Christ is the model for submission [v.23b-24]. How can a wife submit to her husband? Simply by following the example of the church’s submission to Christ: speak the truth in love [cf. 4:15; 4:25; Proverbs 9:3], point him to Christ with your actions [1 Peter 3:1-6], extend the forgiveness of Christ when he sins, and affirm his leadership.

The Role of the Husband [Ephesians 5:25-30]

The husband’s primary role is a commitment to love his wife like Christ loves His church [v.25; cf. Genesis 2:19-20; 3:20]. He is to be a lover, leader [Matthew 20] and learner [1 Peter 3:7]. He loves her enough to lead her to walk with God as He models it himself for her. As the husband seeks to humbly serve God, it is reflected in the way he loves, leads, and learns to his wife.

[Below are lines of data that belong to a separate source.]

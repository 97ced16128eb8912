//! # Compositor
//!
//! Paints one assignment into a PNG: every assigned trait is decoded (or
//! pulled from the shared LRU cache), blitted over a transparent RGBA
//! raster in ascending layer order with source-over alpha, and the result
//! is encoded with fixed encoder settings so identical rasters produce
//! identical bytes. The compositor never touches disk.

pub mod cache;

use std::sync::Arc;

use image::codecs::png::{CompressionType, FilterType, PngEncoder};
use image::{ExtendedColorType, ImageEncoder, RgbaImage};

use crate::compile::CompiledRequest;
use crate::error::{ForgeError, Result};
use cache::DecodeCache;

/// Default decode-cache budget, in frames of `output_size`.
pub const DEFAULT_CACHE_FRAMES: u64 = 64;

/// Composite an assignment and return the encoded PNG bytes.
pub fn render(
    compiled: &CompiledRequest,
    assignment: &[usize],
    cache: &DecodeCache,
) -> Result<Vec<u8>> {
    let mut canvas = RgbaImage::new(compiled.output_size.width, compiled.output_size.height);

    for (layer_idx, &trait_idx) in assignment.iter().enumerate() {
        let key = (layer_idx, trait_idx);
        let raster = match cache.get(key) {
            Some(hit) => hit,
            None => {
                let decoded = Arc::new(decode_trait(compiled, layer_idx, trait_idx)?);
                cache.insert(key, Arc::clone(&decoded));
                decoded
            }
        };
        image::imageops::overlay(&mut canvas, raster.as_ref(), 0, 0);
    }

    encode_png(&canvas)
}

/// Decode a trait payload to RGBA and verify it against the output raster.
fn decode_trait(compiled: &CompiledRequest, layer_idx: usize, trait_idx: usize) -> Result<RgbaImage> {
    let tr = &compiled.layers[layer_idx].traits[trait_idx];
    let decoded = image::load_from_memory(&tr.image.bytes).map_err(|e| ForgeError::DecodeFailure {
        trait_id: tr.id,
        reason: e.to_string(),
    })?;
    let raster = decoded.to_rgba8();
    if raster.width() != compiled.output_size.width
        || raster.height() != compiled.output_size.height
    {
        return Err(ForgeError::DecodeFailure {
            trait_id: tr.id,
            reason: format!(
                "decoded to {}x{}, expected {}x{}",
                raster.width(),
                raster.height(),
                compiled.output_size.width,
                compiled.output_size.height
            ),
        });
    }
    Ok(raster)
}

/// Deterministic PNG encode: fixed compression and filter, no ancillary
/// chunks, so byte output depends only on pixel content.
fn encode_png(canvas: &RgbaImage) -> Result<Vec<u8>> {
    let mut bytes = Vec::new();
    PngEncoder::new_with_quality(&mut bytes, CompressionType::Default, FilterType::Adaptive)
        .write_image(
            canvas.as_raw(),
            canvas.width(),
            canvas.height(),
            ExtendedColorType::Rgba8,
        )
        .map_err(|e| ForgeError::Other(format!("PNG encode failed: {e}")))?;
    Ok(bytes)
}

use petgraph::graph::{DiGraph, NodeIndex};
use std::collections::BTreeSet;

/// A directed graph over dense layer indices recording which layers may
/// constrain which. An edge A → B exists when any trait in A carries a ruler
/// rule targeting B.
///
/// Rule attachment is asymmetric but the semantic collision is symmetric, so
/// the graph also keeps an undirected adjacency view: AC-3 arcs are seeded
/// in both directions.
pub struct ConstraintGraph {
    pub graph: DiGraph<usize, ()>,
    node_indices: Vec<NodeIndex>,
    adjacency: Vec<BTreeSet<usize>>,
}

impl ConstraintGraph {
    /// Build from the directed (source layer, target layer) pairs implied by
    /// compiled ruler rules.
    pub fn build(layer_count: usize, edges: impl IntoIterator<Item = (usize, usize)>) -> Self {
        let mut graph = DiGraph::new();
        let mut node_indices = Vec::with_capacity(layer_count);
        for layer in 0..layer_count {
            node_indices.push(graph.add_node(layer));
        }

        let mut adjacency = vec![BTreeSet::new(); layer_count];
        for (from, to) in edges {
            if from == to {
                continue;
            }
            if !graph.contains_edge(node_indices[from], node_indices[to]) {
                graph.add_edge(node_indices[from], node_indices[to], ());
            }
            adjacency[from].insert(to);
            adjacency[to].insert(from);
        }

        Self {
            graph,
            node_indices,
            adjacency,
        }
    }

    /// Layers adjacent to `layer` in either direction.
    pub fn neighbors(&self, layer: usize) -> impl Iterator<Item = usize> + '_ {
        self.adjacency[layer].iter().copied()
    }

    /// Undirected constraint degree, used as a variable-ordering tie-break.
    pub fn degree(&self, layer: usize) -> usize {
        self.adjacency[layer].len()
    }

    /// Whether `layer` participates in any constraint.
    pub fn is_constrained(&self, layer: usize) -> bool {
        !self.adjacency[layer].is_empty()
    }

    pub fn layer_count(&self) -> usize {
        self.node_indices.len()
    }

    /// Number of directed constraint edges.
    pub fn edge_count(&self) -> usize {
        self.graph.edge_count()
    }
}
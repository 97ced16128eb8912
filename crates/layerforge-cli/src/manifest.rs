//! # Project Manifest
//!
//! Reads `layerforge.toml` and turns it (plus the trait images on disk) into
//! a [`GenerationRequest`]. A project looks like:
//!
//! ```toml
//! [collection]
//! name = "Woodland Apes"
//! description = "1000 apes, no two alike"
//! width = 600
//! height = 600
//! count = 1000
//! standard = "erc721"
//! seed = 42
//!
//! [[layer]]
//! name = "Background"
//! dir = "layers/background"
//! order = 0
//!
//! [[layer]]
//! name = "Body"
//! dir = "layers/body"
//! order = 1
//!
//! [[rule]]
//! layer = "Background"
//! trait = "Forest"
//! target = "Body"
//! forbidden = ["Robot"]
//!
//! [[strict_pair]]
//! layers = ["Background", "Body"]
//! ```
//!
//! Trait images are the files inside each layer's `dir`; a `#<w>` suffix on
//! the file stem sets the rarity weight (`Robot#2.png`), defaulting to 5
//! ("Common"). Layer directories are scanned in name order so trait ids are
//! stable across runs on the same tree.

use std::fs;
use std::io::Cursor;
use std::path::{Path, PathBuf};

use anyhow::{anyhow, bail, Context, Result};
use regex::Regex;
use serde::Deserialize;

use layerforge_core::request::{
    CombinationId, GenerationRequest, ImageData, Layer, LayerCombination, LayerId,
    MetadataStandard, OutputSize, RulerRule, Trait, TraitId, TraitKind,
};

/// Default manifest file name.
pub const MANIFEST_FILE_NAME: &str = "layerforge.toml";

/// Weight used when a trait file carries no `#<w>` suffix (5 = "Common").
const DEFAULT_TRAIT_WEIGHT: u8 = 5;

/// Top-level layerforge.toml structure.
#[derive(Debug, Deserialize)]
pub struct Manifest {
    pub collection: CollectionConfig,
    #[serde(default, rename = "layer")]
    pub layers: Vec<LayerConfig>,
    #[serde(default, rename = "rule")]
    pub rules: Vec<RuleConfig>,
    #[serde(default, rename = "strict_pair")]
    pub strict_pairs: Vec<StrictPairConfig>,

    /// Directory containing the manifest, so layer `dir` entries resolve
    /// against the project root rather than the CWD.
    #[serde(skip)]
    pub base_dir: Option<PathBuf>,
}

#[derive(Debug, Deserialize)]
pub struct CollectionConfig {
    pub name: String,
    #[serde(default)]
    pub description: String,
    pub width: u32,
    pub height: u32,
    pub count: u32,
    #[serde(default)]
    pub standard: StandardConfig,
    #[serde(default)]
    pub seed: Option<u64>,
    #[serde(default)]
    pub workers: Option<u32>,
}

#[derive(Debug, Clone, Copy, Default, Deserialize)]
#[serde(rename_all = "lowercase")]
pub enum StandardConfig {
    #[default]
    Erc721,
    Erc1155,
}

#[derive(Debug, Deserialize)]
pub struct LayerConfig {
    pub name: String,
    pub dir: String,
    pub order: u32,
    #[serde(default)]
    pub optional: bool,
}

/// A ruler rule attached to a named trait.
#[derive(Debug, Deserialize)]
pub struct RuleConfig {
    pub layer: String,
    #[serde(rename = "trait")]
    pub trait_name: String,
    pub target: String,
    #[serde(default)]
    pub allowed: Vec<String>,
    #[serde(default)]
    pub forbidden: Vec<String>,
}

#[derive(Debug, Deserialize)]
pub struct StrictPairConfig {
    pub layers: Vec<String>,
    #[serde(default = "default_true")]
    pub active: bool,
}

fn default_true() -> bool {
    true
}

impl Manifest {
    pub fn load(path: &Path) -> Result<Manifest> {
        let text = fs::read_to_string(path)
            .with_context(|| format!("failed to read {}", path.display()))?;
        let mut manifest: Manifest =
            toml::from_str(&text).with_context(|| format!("failed to parse {}", path.display()))?;
        manifest.base_dir = path.parent().map(Path::to_path_buf);
        Ok(manifest)
    }

    /// Scan every layer directory and assemble the engine request.
    pub fn build_request(&self) -> Result<GenerationRequest> {
        let base = self
            .base_dir
            .clone()
            .unwrap_or_else(|| PathBuf::from("."));

        let mut layers = Vec::with_capacity(self.layers.len());
        for cfg in &self.layers {
            let dir = base.join(&cfg.dir);
            let traits = scan_traits(&dir)
                .with_context(|| format!("scanning layer '{}' in {}", cfg.name, dir.display()))?;
            layers.push(Layer {
                id: LayerId::new(),
                name: cfg.name.clone(),
                order: cfg.order,
                optional: cfg.optional,
                traits,
            });
        }

        for rule in &self.rules {
            let source_pos = layers
                .iter()
                .position(|l| l.name == rule.layer)
                .ok_or_else(|| anyhow!("rule references unknown layer '{}'", rule.layer))?;
            let target = layers
                .iter()
                .find(|l| l.name == rule.target)
                .ok_or_else(|| anyhow!("rule targets unknown layer '{}'", rule.target))?;
            let target_id = target.id;
            let allowed = resolve_trait_names(target, &rule.allowed)?;
            let forbidden = resolve_trait_names(target, &rule.forbidden)?;

            let ruler = RulerRule {
                target_layer: target_id,
                allowed,
                forbidden,
            };
            let source = layers[source_pos]
                .traits
                .iter_mut()
                .find(|t| t.name == rule.trait_name)
                .ok_or_else(|| {
                    anyhow!(
                        "rule references unknown trait '{}' in layer '{}'",
                        rule.trait_name,
                        rule.layer
                    )
                })?;
            match &mut source.kind {
                TraitKind::Ruler(rules) => rules.push(ruler),
                TraitKind::Normal => source.kind = TraitKind::Ruler(vec![ruler]),
            }
        }

        let strict_pair_rules = self
            .strict_pairs
            .iter()
            .map(|sp| {
                let layer_ids = sp
                    .layers
                    .iter()
                    .map(|name| {
                        layers
                            .iter()
                            .find(|l| l.name == *name)
                            .map(|l| l.id)
                            .ok_or_else(|| anyhow!("strict pair references unknown layer '{name}'"))
                    })
                    .collect::<Result<Vec<_>>>()?;
                Ok(LayerCombination {
                    id: CombinationId::new(),
                    layer_ids,
                    active: sp.active,
                })
            })
            .collect::<Result<Vec<_>>>()?;

        Ok(GenerationRequest {
            name: self.collection.name.clone(),
            description: self.collection.description.clone(),
            output_size: OutputSize {
                width: self.collection.width,
                height: self.collection.height,
            },
            target_count: self.collection.count,
            metadata_standard: match self.collection.standard {
                StandardConfig::Erc721 => MetadataStandard::Erc721,
                StandardConfig::Erc1155 => MetadataStandard::Erc1155,
            },
            layers,
            strict_pair_rules,
            seed: self.collection.seed,
            worker_cap: self.collection.workers,
            attempt_budget: None,
            memory_budget_bytes: None,
            timeout_ms: None,
        })
    }
}

fn resolve_trait_names(layer: &Layer, names: &[String]) -> Result<Vec<TraitId>> {
    names
        .iter()
        .map(|name| {
            layer
                .traits
                .iter()
                .find(|t| t.name == *name)
                .map(|t| t.id)
                .ok_or_else(|| anyhow!("unknown trait '{}' in layer '{}'", name, layer.name))
        })
        .collect()
}

/// Collect the trait images in a layer directory, name-sorted. The file stem
/// is the trait name; an optional `#<w>` suffix is the rarity weight.
fn scan_traits(dir: &Path) -> Result<Vec<Trait>> {
    let stem_re = Regex::new(r"^(?P<name>.*?)(?:#(?P<weight>\d+))?$").expect("static regex");

    let mut paths: Vec<PathBuf> = fs::read_dir(dir)
        .with_context(|| format!("failed to list {}", dir.display()))?
        .filter_map(|entry| entry.ok())
        .map(|entry| entry.path())
        .filter(|p| p.is_file())
        .collect();
    paths.sort();

    let mut traits = Vec::new();
    for path in paths {
        let Some(ext) = path.extension().and_then(|e| e.to_str()) else {
            continue;
        };
        let mime = match ext.to_ascii_lowercase().as_str() {
            "png" => "image/png",
            "jpg" | "jpeg" => "image/jpeg",
            _ => continue,
        };

        let stem = path
            .file_stem()
            .and_then(|s| s.to_str())
            .unwrap_or_default();
        let caps = stem_re
            .captures(stem)
            .ok_or_else(|| anyhow!("unusable trait file name: {}", path.display()))?;
        let name = caps
            .name("name")
            .map(|m| m.as_str().to_string())
            .unwrap_or_else(|| stem.to_string());
        if name.is_empty() {
            bail!("trait file has an empty name: {}", path.display());
        }
        let weight = match caps.name("weight") {
            Some(m) => m
                .as_str()
                .parse::<u8>()
                .with_context(|| format!("bad weight suffix on {}", path.display()))?,
            None => DEFAULT_TRAIT_WEIGHT,
        };

        let bytes =
            fs::read(&path).with_context(|| format!("failed to read {}", path.display()))?;
        let (width, height) = image::ImageReader::new(Cursor::new(&bytes))
            .with_guessed_format()
            .with_context(|| format!("failed to sniff {}", path.display()))?
            .into_dimensions()
            .with_context(|| format!("failed to read dimensions of {}", path.display()))?;

        traits.push(Trait {
            id: TraitId::new(),
            name,
            weight,
            kind: TraitKind::Normal,
            image: ImageData {
                bytes,
                width,
                height,
                mime: mime.to_string(),
            },
        });
    }

    Ok(traits)
}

Why is it important for a husband to follow the example of Christ? Christ was a servant leader [Matthew 20]. He came not to be served, but to serve. He was a king that gave Himself sacrificially for His Bride. It is not that the church deserves to be given His love, but His love is an expression of His grace. He did not give 50/50 waiting for the church to love Him back. He gave it all, 100%. Husbands do not hold back from loving sacrificially to your wife.

The Bible gives many words for love: The first word is erao, which is a physical or sexual love. Erao is where you get the word erotic. It is a pleasurable love to be saved for the marriage bed only. The second word is phileo, which is an emotional love. This is the love you share with a brother or close friend. Phileo will see objects as worthy of love. Peter used this word of Jesus [John 21:20ff]. The third word for love in the Bible is agapao, which is an intellectual and volitional love. Agapao is a committed, God-like love. Jesus used this word of Peter and God uses it toward sinful mankind [John 3:16].

In relationships, these words for love have a proper order. If you start with sexual love it will be almost impossible to have true committed love because the relationship is built on physicality rather than friendship and commitment. If you begin with committed and brotherly love, it will create the best atmosphere for sexual love and additional loves grow. A husband’s Christlike love has a sanctifying effect on marriage [vs.26-27].

Why is important for a husband to view his wife’s body as part of his own? [vs.28-30] No man treats his own body in an unloving way, therefore a husband who views his wife’s body as his own will treat his wife lovingly as well. A loving husband will protect and provide for his wife as his most prized possession. A husband protects and provides for his wife is with his time, careful ear, encouragement, and appreciation for her inner and outer beauty.

Reviewing the Biblical Basis for Marriage [Ephesians 5:31-33]

Marriage is a picture of oneness [v.31]. Oneness is the miracle of marriage—when two people become one flesh [cf. Genesis 2:24]. Oneness in marriage means your spouse becomes priority above my career, friends, sinful habits, and hobby’s.

Marriage is a picture of Christ and the Church [v.32]. What does Paul mean by mystery? [cf.3:9] The symbol of marriage was hidden, but is now revealed. Why is marriage a mystery? Marriage is a picture of salvation through Christ’s sacrificial relationship with the church, which is made up of both Jew and Gentile. Marriage is a typology of marriage that shows the unity of Christ [Bridegroom] with His church [Bride]. This gives marriage a divine significance.

Marriage glorifies God when the husband and wife are fulfilling their roles [v.33]. The purpose of marriage is not my happiness, fulfillment, or love, although these can be fruits of a godly marriage. Marriage is bigger than just my spouse and me, but it is about a display of Christ-like love and obedience to the world.